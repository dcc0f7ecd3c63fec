//! Domain helpers shared by sender and URL analysis.

/// Extract the domain part of an email address, lowercased.
/// Accepts bare addresses and `Name <addr>` forms.
pub fn extract_domain(address: &str) -> Option<String> {
    let addr = address.trim();
    let addr = match (addr.rfind('<'), addr.rfind('>')) {
        (Some(start), Some(end)) if start < end => &addr[start + 1..end],
        _ => addr,
    };
    let domain = addr.rsplit('@').next()?;
    if domain.is_empty() || !addr.contains('@') {
        return None;
    }
    Some(canonicalize(domain))
}

/// Lowercase, strip a leading `www.` and any trailing dot.
pub fn canonicalize(domain: &str) -> String {
    let lower = domain.trim().trim_end_matches('.').to_lowercase();
    lower.strip_prefix("www.").unwrap_or(&lower).to_string()
}

/// True when the domains are equal or one is a subdomain of the other.
pub fn same_or_subdomain(a: &str, b: &str) -> bool {
    let a = canonicalize(a);
    let b = canonicalize(b);
    if a.is_empty() || b.is_empty() {
        return false;
    }
    a == b || a.ends_with(&format!(".{}", b)) || b.ends_with(&format!(".{}", a))
}

/// Exact or subdomain match against a list of bare domains.
pub fn matches_domain_list(domain: &str, list: &[&str]) -> bool {
    let domain = canonicalize(domain);
    list.iter()
        .any(|entry| domain == *entry || domain.ends_with(&format!(".{}", entry)))
}

/// Last label of the domain, or None for single-label hosts.
pub fn tld(domain: &str) -> Option<String> {
    let domain = canonicalize(domain);
    let label = domain.rsplit('.').next()?;
    if label.is_empty() || label == domain {
        return None;
    }
    Some(label.to_string())
}

/// Similar-but-different domains: lengths within 2 and at most 2 differing
/// characters position-by-position. Catches single-swap typosquats like
/// `paypa1.com` without flagging unrelated domains.
pub fn lookalike(a: &str, b: &str) -> bool {
    let a = canonicalize(a);
    let b = canonicalize(b);
    if a.is_empty() || b.is_empty() || a == b {
        return false;
    }
    if a.len().abs_diff(b.len()) > 2 {
        return false;
    }
    let differences = a.chars().zip(b.chars()).filter(|(x, y)| x != y).count();
    differences <= 2
}

#[cfg(test)]
mod tests {
    use super::*;

    #[test]
    fn test_extract_domain() {
        assert_eq!(
            extract_domain("user@Example.COM"),
            Some("example.com".to_string())
        );
        assert_eq!(
            extract_domain("Alice <alice@mail.example.org>"),
            Some("mail.example.org".to_string())
        );
        assert_eq!(extract_domain("not-an-address"), None);
        assert_eq!(extract_domain(""), None);
    }

    #[test]
    fn test_canonicalize_strips_www_and_case() {
        assert_eq!(canonicalize("WWW.Example.COM."), "example.com");
        assert_eq!(canonicalize("example.com"), "example.com");
    }

    #[test]
    fn test_same_or_subdomain() {
        assert!(same_or_subdomain("example.com", "example.com"));
        assert!(same_or_subdomain("mail.example.com", "example.com"));
        assert!(same_or_subdomain("example.com", "mail.example.com"));
        assert!(!same_or_subdomain("notexample.com", "example.com"));
        assert!(!same_or_subdomain("", "example.com"));
    }

    #[test]
    fn test_matches_domain_list() {
        let list = ["bit.ly", "tinyurl.com"];
        assert!(matches_domain_list("bit.ly", &list));
        assert!(matches_domain_list("links.bit.ly", &list));
        assert!(!matches_domain_list("notbit.ly", &list));
    }

    #[test]
    fn test_tld() {
        assert_eq!(tld("example.tk"), Some("tk".to_string()));
        assert_eq!(tld("a.b.example.xyz"), Some("xyz".to_string()));
        assert_eq!(tld("localhost"), None);
    }

    #[test]
    fn test_lookalike_domains() {
        assert!(lookalike("paypa1.com", "paypal.com"));
        assert!(lookalike("paypal.co", "paypal.com"));
        assert!(!lookalike("paypal.com", "paypal.com"));
        assert!(!lookalike("completely-different.org", "paypal.com"));
    }
}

################

§ **Task instructions**
Scan the entries for the string "label" and report only how many lines contain it.

§ **Output of the task**
4